Thanks to my parents’ season tickets, my three oldest kids have each attended at least one home football game per year since they were three-years-old. When my boys play NCAA sports on the Playstation, one of them has to be Tennessee, and they always root for the Vols, even when it means they’ll lose. My two-year-old runs across the living room floor cradling a Nerf football and collapses behind the couch with a shout, “Touchdown, Tennessee! Go Vols!” They ask me to sing “Rocky Top” as a bedtime lullaby. These kids are #VFL – Vols For Life.
But it’s more than sports for them. Game days are about family time, and Tennessee players are their heroes, with good reason. Student athletes perform at a high level in the game and in the classroom. They are both Volunteers and volunteers, investing their time and energy into the community to make a difference. There’s a lot of hype for Knoxville’s sweetheart Peyton Manning, but my kids’ favorite quarterback is NFL rookie Josh Dobbs. Josh is compassionate, intelligent, and talented. He bravely brushes off the bullies and raises awareness about alopecia areata, an autoimmune condition my daughter shares. Talking about Dobbs has vastly improved my boys’ character in just about every way: Josh Dobbs eats his vegetables to be strong enough to take hits! Josh Dobbs controls his temper when things don’t go his way! Josh Dobbs doesn’t hog the ball but works with his teammates to win the game! Even, Josh Dobbs shows up to practice every day and works just as hard as everyone else, even though he doesn’t get play time in the NFL. It doesn’t matter to my kids that Dobbs isn’t the greatest quarterback who ever lived – he is their quarterback, and they adore him.
Knoxville is more than a college town, and orange is more than a color — here, being a Volunteer is a way of life.
Vols love our community, our landscape, and our traditions. Our team is more than just the players on the field or the coaches in the box. Our fans have been known to stop countless 3rd down conversions with “The Neyland Effect” of 102,000+ combined voices shouting to confuse the opponent. During one of my favorite traditions, the Vol Walk, players and fans have an opportunity to connect quite literally, as the players become not just helmets on the field, but young men walking through a sea of orange and white, fans clapping, families hugging, and children on shoulders hoping for a glimpse of their favorite athletes. The Volunteer Spirit is grace and Southern hospitality, welcoming everyone to our city and our stands. Our beloved Pride of the Southland Marching Band even plays the opponent’s fight song every week as a show of our good sportsmanship.

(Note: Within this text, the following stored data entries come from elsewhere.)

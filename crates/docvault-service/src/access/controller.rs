//! Access controller: ancestor-chain permission resolution and
//! folder-grant propagation.
//!
//! Resolution follows nearest-ancestor-wins: walking up from a resource,
//! the first node carrying an explicit entry for the user decides,
//! whatever its rank. A document's own entry is the one exception: it
//! wins when sufficient but falls through to the folder chain when it
//! is not, so a folder-level editor is not locked out by a stale
//! document-level viewer entry.

use std::collections::HashSet;
use std::sync::Arc;

use chrono::Utc;
use tracing::{info, warn};
use uuid::Uuid;

use docvault_core::error::AppError;
use docvault_core::result::AppResult;
use docvault_entity::access::{AccessEntry, AccessRole, ResourceType};
use docvault_store::repositories::access::AccessRepository;
use docvault_store::repositories::document::DocumentRepository;
use docvault_store::repositories::folder::FolderRepository;
use docvault_store::TxnCoordinator;

use crate::context::RequestContext;

/// Upper bound on the ancestor walk. Deeper chains indicate corrupt
/// parent links and fail closed.
const MAX_ANCESTOR_DEPTH: usize = 128;

/// Resolves effective permissions and manages folder access lists.
#[derive(Debug, Clone)]
pub struct AccessController {
    folder_repo: Arc<FolderRepository>,
    document_repo: Arc<DocumentRepository>,
    access_repo: Arc<AccessRepository>,
    txn: Arc<TxnCoordinator>,
}

impl AccessController {
    /// Create a new access controller.
    pub fn new(
        folder_repo: Arc<FolderRepository>,
        document_repo: Arc<DocumentRepository>,
        access_repo: Arc<AccessRepository>,
        txn: Arc<TxnCoordinator>,
    ) -> Self {
        Self {
            folder_repo,
            document_repo,
            access_repo,
            txn,
        }
    }

    /// Check whether `user_id` holds at least `required` on a resource.
    ///
    /// Missing or deleted resources resolve to `false`.
    pub async fn check_access(
        &self,
        resource_type: ResourceType,
        resource_id: Uuid,
        user_id: Uuid,
        required: AccessRole,
    ) -> AppResult<bool> {
        let chain_start = match resource_type {
            ResourceType::Document => {
                // Liveness first: entries survive a soft delete, so a
                // stale direct grant must not resolve a deleted
                // document.
                let Some(document) = self.document_repo.find_by_id(resource_id).await? else {
                    return Ok(false);
                };
                if let Some(entry) = self
                    .access_repo
                    .find_entry(ResourceType::Document, document.id, user_id)
                    .await?
                {
                    if entry.role.has_at_least(required) {
                        return Ok(true);
                    }
                }
                document.folder_id
            }
            ResourceType::Folder => match self.folder_repo.find_by_id(resource_id).await? {
                Some(folder) => Some(folder.id),
                None => return Ok(false),
            },
        };

        let resolved = self.resolve_folder_chain(chain_start, user_id).await?;
        Ok(resolved.is_some_and(|role| role.has_at_least(required)))
    }

    /// Infallible form of [`Self::check_access`] for filtering listings:
    /// any lookup failure resolves to `false`.
    pub async fn has_access(
        &self,
        resource_type: ResourceType,
        resource_id: Uuid,
        user_id: Uuid,
        required: AccessRole,
    ) -> bool {
        match self
            .check_access(resource_type, resource_id, user_id, required)
            .await
        {
            Ok(allowed) => allowed,
            Err(err) => {
                warn!(
                    resource_type = %resource_type,
                    resource_id = %resource_id,
                    error = %err,
                    "Access check failed"
                );
                false
            }
        }
    }

    /// Same resolution as [`Self::check_access`], surfacing Forbidden
    /// when insufficient. Ancestor-walk integrity failures propagate as
    /// errors so the calling mutation aborts instead of guessing.
    pub async fn require_access(
        &self,
        resource_type: ResourceType,
        resource_id: Uuid,
        user_id: Uuid,
        required: AccessRole,
    ) -> AppResult<()> {
        if self
            .check_access(resource_type, resource_id, user_id, required)
            .await?
        {
            Ok(())
        } else {
            Err(AppError::forbidden(format!(
                "Insufficient permissions. Required: {required}"
            )))
        }
    }

    /// Grant (or update) `role` for `target_user` on a folder and
    /// propagate the folder's new access list onto every live
    /// descendant folder and every live document in the subtree.
    ///
    /// Propagation is a destructive overwrite: descendant-specific
    /// grants are discarded, the subtree ends up with the folder's
    /// exact snapshot. Returns the folder's updated access list.
    pub async fn grant_access(
        &self,
        ctx: &RequestContext,
        folder_id: Uuid,
        target_user: Uuid,
        role: AccessRole,
    ) -> AppResult<Vec<AccessEntry>> {
        self.require_access(ResourceType::Folder, folder_id, ctx.user_id, AccessRole::Owner)
            .await?;

        let folder_repo = &self.folder_repo;
        let access_repo = &self.access_repo;
        let granted_by = ctx.user_id;
        let now = Utc::now();

        let entries = self
            .txn
            .run("grant_access", |mut txn| async move {
                let result = async {
                    let folder = folder_repo
                        .find_by_id_tx(&mut txn, folder_id)
                        .await?
                        .ok_or_else(|| {
                            AppError::not_found(format!("Folder {folder_id} not found"))
                        })?;

                    let mut entries = access_repo
                        .list_for_resource_tx(&mut txn, ResourceType::Folder, folder.id)
                        .await?;

                    match entries.iter_mut().find(|e| e.user_id == target_user) {
                        Some(entry) => {
                            entry.role = role;
                            entry.granted_by = granted_by;
                            entry.granted_at = now;
                        }
                        None => entries.push(AccessEntry {
                            resource_type: ResourceType::Folder,
                            resource_id: folder.id,
                            user_id: target_user,
                            role,
                            granted_by,
                            granted_at: now,
                        }),
                    }

                    if !entries.iter().any(|e| e.role == AccessRole::Owner) {
                        return Err(AppError::validation(
                            "Access list must retain at least one owner",
                        ));
                    }

                    access_repo
                        .replace_for_resource(&mut txn, ResourceType::Folder, folder.id, &entries)
                        .await?;
                    access_repo
                        .overwrite_subtree(&mut txn, folder.id, &folder.path, &entries)
                        .await?;

                    Ok(entries)
                }
                .await;
                (txn, result)
            })
            .await?;

        info!(
            folder_id = %folder_id,
            target_user = %target_user,
            role = %role,
            "Access granted and propagated to subtree"
        );
        Ok(entries)
    }

    /// List a folder's access entries. Viewer required.
    pub async fn list_access(
        &self,
        ctx: &RequestContext,
        folder_id: Uuid,
    ) -> AppResult<Vec<AccessEntry>> {
        self.require_access(ResourceType::Folder, folder_id, ctx.user_id, AccessRole::Viewer)
            .await?;
        self.access_repo
            .list_for_resource(ResourceType::Folder, folder_id)
            .await
    }

    /// Walk the folder chain from `start` toward the root, returning the
    /// role of the first explicit entry for `user_id`.
    ///
    /// An ancestor missing from the live set ends the walk with no
    /// grant; a cycle or a chain deeper than [`MAX_ANCESTOR_DEPTH`]
    /// fails closed with an error.
    async fn resolve_folder_chain(
        &self,
        start: Option<Uuid>,
        user_id: Uuid,
    ) -> AppResult<Option<AccessRole>> {
        let mut current = start;
        let mut visited = HashSet::new();

        for _ in 0..MAX_ANCESTOR_DEPTH {
            let Some(folder_id) = current else {
                return Ok(None);
            };
            if !visited.insert(folder_id) {
                return Err(AppError::internal(format!(
                    "Folder ancestry of {folder_id} contains a cycle"
                )));
            }

            if let Some(entry) = self
                .access_repo
                .find_entry(ResourceType::Folder, folder_id, user_id)
                .await?
            {
                return Ok(Some(entry.role));
            }

            current = match self.folder_repo.find_by_id(folder_id).await? {
                Some(folder) => folder.parent_id,
                None => return Ok(None),
            };
        }

        Err(AppError::internal(
            "Folder ancestry exceeds the maximum supported depth",
        ))
    }
}
//! Access entry entity model.

use chrono::{DateTime, Utc};
use serde::{Deserialize, Serialize};
use sqlx::FromRow;
use uuid::Uuid;

use super::role::AccessRole;

/// Resource type for access entries.
#[derive(Debug, Clone, Copy, PartialEq, Eq, Hash, Serialize, Deserialize, sqlx::Type)]
#[sqlx(rename_all = "lowercase")]
#[serde(rename_all = "lowercase")]
pub enum ResourceType {
    /// A folder resource.
    Folder,
    /// A document resource.
    Document,
}

impl ResourceType {
    /// Return the type as a lowercase string.
    pub fn as_str(&self) -> &'static str {
        match self {
            Self::Folder => "folder",
            Self::Document => "document",
        }
    }
}

impl std::fmt::Display for ResourceType {
    fn fmt(&self, f: &mut std::fmt::Formatter<'_>) -> std::fmt::Result {
        write!(f, "{}", self.as_str())
    }
}

impl std::str::FromStr for ResourceType {
    type Err = docvault_core::AppError;

    fn from_str(s: &str) -> Result<Self, Self::Err> {
        match s.to_lowercase().as_str() {
            "folder" => Ok(Self::Folder),
            "document" => Ok(Self::Document),
            _ => Err(docvault_core::AppError::validation(format!(
                "Invalid resource type: '{s}'"
            ))),
        }
    }
}

/// One element of a resource's access list: a `(user, role)` grant.
///
/// At most one entry exists per `(resource, user)` pair, and every live
/// folder or document keeps at least one `owner` entry.
#[derive(Debug, Clone, Serialize, Deserialize, FromRow)]
pub struct AccessEntry {
    /// Type of resource this entry applies to.
    pub resource_type: ResourceType,
    /// ID of the resource.
    pub resource_id: Uuid,
    /// User granted the role.
    pub user_id: Uuid,
    /// The granted role.
    pub role: AccessRole,
    /// Who granted this entry.
    pub granted_by: Uuid,
    /// When this entry was created.
    pub granted_at: DateTime<Utc>,
}
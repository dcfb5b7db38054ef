//! Application configuration schemas.
//!
//! All configuration structs are deserialized from TOML files via the
//! `config` crate. Each sub-module represents a logical configuration
//! section.

pub mod database;
pub mod logging;
pub mod transaction;

use serde::{Deserialize, Serialize};

use self::database::DatabaseConfig;
use self::logging::LoggingConfig;
use self::transaction::TransactionConfig;

use crate::error::AppError;

/// Root application configuration.
///
/// This struct is the top-level deserialization target for the merged
/// TOML configuration files (default.toml + environment overlay).
#[derive(Debug, Clone, Default, Serialize, Deserialize)]
pub struct AppConfig {
    /// Database connection settings.
    #[serde(default)]
    pub database: DatabaseConfig,
    /// Transaction retry settings.
    #[serde(default)]
    pub transaction: TransactionConfig,
    /// Logging settings.
    #[serde(default)]
    pub logging: LoggingConfig,
}

impl AppConfig {
    /// Load configuration from TOML files.
    ///
    /// Merges the default configuration with an environment-specific overlay
    /// and environment variables prefixed with `DOCVAULT_`.
    pub fn load(env: &str) -> Result<Self, AppError> {
        let config = config::Config::builder()
            .add_source(config::File::with_name("config/default").required(false))
            .add_source(config::File::with_name(&format!("config/{env}")).required(false))
            .add_source(
                config::Environment::with_prefix("DOCVAULT")
                    .separator("__")
                    .try_parsing(true),
            )
            .build()
            .map_err(|e| AppError::configuration(format!("Failed to build config: {e}")))?;

        config
            .try_deserialize()
            .map_err(|e| AppError::configuration(format!("Failed to deserialize config: {e}")))
    }
}

#[cfg(test)]
mod tests {
    use super::*;

    #[test]
    fn test_defaults_are_usable() {
        let config = AppConfig::default();
        assert!(config.database.url.starts_with("sqlite:"));
        assert!(config.transaction.max_retries > 0);
        assert_eq!(config.logging.level, "info");
    }
}
//! Document version entities.

pub mod model;
pub mod number;

pub use model::{CreateVersion, Version};
pub use number::VersionNumber;
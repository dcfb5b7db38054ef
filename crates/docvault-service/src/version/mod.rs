//! Per-document version-number allocation.

mod sequencer;

pub use sequencer::{VersionListing, VersionSequencer, PRESIGN_TTL};
//! Permission resolution and access-grant propagation.

mod controller;

pub use controller::AccessController;
//! Folder entity.

pub mod model;

pub use model::{compose_path, CreateFolder, Folder};
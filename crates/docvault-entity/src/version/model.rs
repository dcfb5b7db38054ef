//! Version entity model.

use chrono::{DateTime, Utc};
use serde::{Deserialize, Serialize};
use sqlx::FromRow;
use uuid::Uuid;

use super::number::VersionNumber;

/// One version of a document's content chain.
///
/// `(document_id, major, minor)` is unique; the constraint is the
/// authoritative guard against concurrent allocation of the same number.
#[derive(Debug, Clone, Serialize, Deserialize, FromRow)]
pub struct Version {
    /// Unique version record identifier.
    pub id: Uuid,
    /// The document this version belongs to (weak reference).
    pub document_id: Uuid,
    /// Major component of the version number.
    pub major: i64,
    /// Minor component of the version number.
    pub minor: i64,
    /// Opaque blob-store key for the content bytes.
    pub file_key: String,
    /// Content size in bytes.
    pub size_bytes: i64,
    /// Content MIME type.
    pub mime_type: String,
    /// Who allocated this version.
    pub created_by: Uuid,
    /// When this version was allocated.
    pub created_at: DateTime<Utc>,
}

impl Version {
    /// The typed version number of this record.
    pub fn number(&self) -> VersionNumber {
        VersionNumber {
            major: self.major as u32,
            minor: self.minor as u8,
        }
    }
}

/// Data required to insert a new version row.
#[derive(Debug, Clone, Serialize, Deserialize)]
pub struct CreateVersion {
    /// The document being versioned.
    pub document_id: Uuid,
    /// The allocated version number.
    pub number: VersionNumber,
    /// Opaque blob-store key.
    pub file_key: String,
    /// Content size in bytes.
    pub size_bytes: i64,
    /// Content MIME type.
    pub mime_type: String,
    /// The allocating user.
    pub created_by: Uuid,
}
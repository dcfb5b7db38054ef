//! Database configuration.

use serde::{Deserialize, Serialize};

/// Database connection pool configuration.
#[derive(Debug, Clone, Serialize, Deserialize)]
pub struct DatabaseConfig {
    /// SQLite connection URL.
    #[serde(default = "default_url")]
    pub url: String,
    /// Maximum number of connections in the pool.
    #[serde(default = "default_max_connections")]
    pub max_connections: u32,
    /// Connection acquire timeout in seconds.
    #[serde(default = "default_acquire_timeout")]
    pub acquire_timeout_seconds: u64,
    /// Idle connection timeout in seconds.
    #[serde(default = "default_idle_timeout")]
    pub idle_timeout_seconds: u64,
}

impl Default for DatabaseConfig {
    fn default() -> Self {
        Self {
            url: default_url(),
            max_connections: default_max_connections(),
            acquire_timeout_seconds: default_acquire_timeout(),
            idle_timeout_seconds: default_idle_timeout(),
        }
    }
}

fn default_url() -> String {
    "sqlite://data/docvault.db?mode=rwc".to_string()
}

fn default_max_connections() -> u32 {
    8
}

fn default_acquire_timeout() -> u64 {
    10
}

fn default_idle_timeout() -> u64 {
    300
}
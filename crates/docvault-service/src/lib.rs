//! # docvault-service
//!
//! Business logic services for DocVault:
//!
//! - [`tree::TreeService`] — folder/document tree maintenance with
//!   materialized paths, rename cascades, and cascading soft delete.
//! - [`access::AccessController`] — ancestor-chain permission
//!   resolution and access-grant propagation.
//! - [`version::VersionSequencer`] — per-document version-number
//!   allocation and validation.
//!
//! Multi-record mutations run through the store's `TxnCoordinator`;
//! every operation takes a [`context::RequestContext`] carrying the
//! already-authenticated caller identity.

pub mod access;
pub mod context;
pub mod tree;
pub mod version;

pub use access::AccessController;
pub use context::RequestContext;
pub use tree::{DeletedContents, FolderContents, TreeService, UpdateDocument};
pub use version::{VersionListing, VersionSequencer};
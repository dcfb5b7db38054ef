//! Trait definitions for external collaborators.

pub mod blob;

pub use blob::BlobStore;
//! # docvault-store
//!
//! SQLite connection management, embedded migrations, concrete
//! repository implementations, and the transaction coordinator that
//! gives multi-record mutations all-or-nothing semantics.

pub mod connection;
pub mod migration;
pub mod repositories;
pub mod txn;

pub use connection::StorePool;
pub use txn::TxnCoordinator;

And isn’t sportsmanship what it’s all about? My kids don’t care if we win or lose, they just love spending time with their dad at the games. They love teasing me for pacing the living room during an intense game on TV. They love screaming together to celebrate our first offensive touchdown in 15 quarters. Our family has enjoyed some of the best bonding during some of the worst performances on the field just because we could laugh and be together. Yeah, the fans pay big bucks for game tickets, team gear, and access, but really, we Tennesseans are humble people who take pride in our land and our neighbors. We know those are people out there, and even the coaches are only human. They make mistakes, they fall short of their goals, and they lose. Sometimes a lot. Sometimes changes are necessary, but when families face big changes, they either pull together or they fall apart. The Vol Nation celebrates when we win, sure, but we succeed when we come together. That means showing up to cheer, win or lose. That means respecting the real live humans who attend press conferences Saturday night and then classes Monday morning. That means living up to the true Vol spirit of grace, dignity, and hospitality, even if we feel sour about someone’s performance.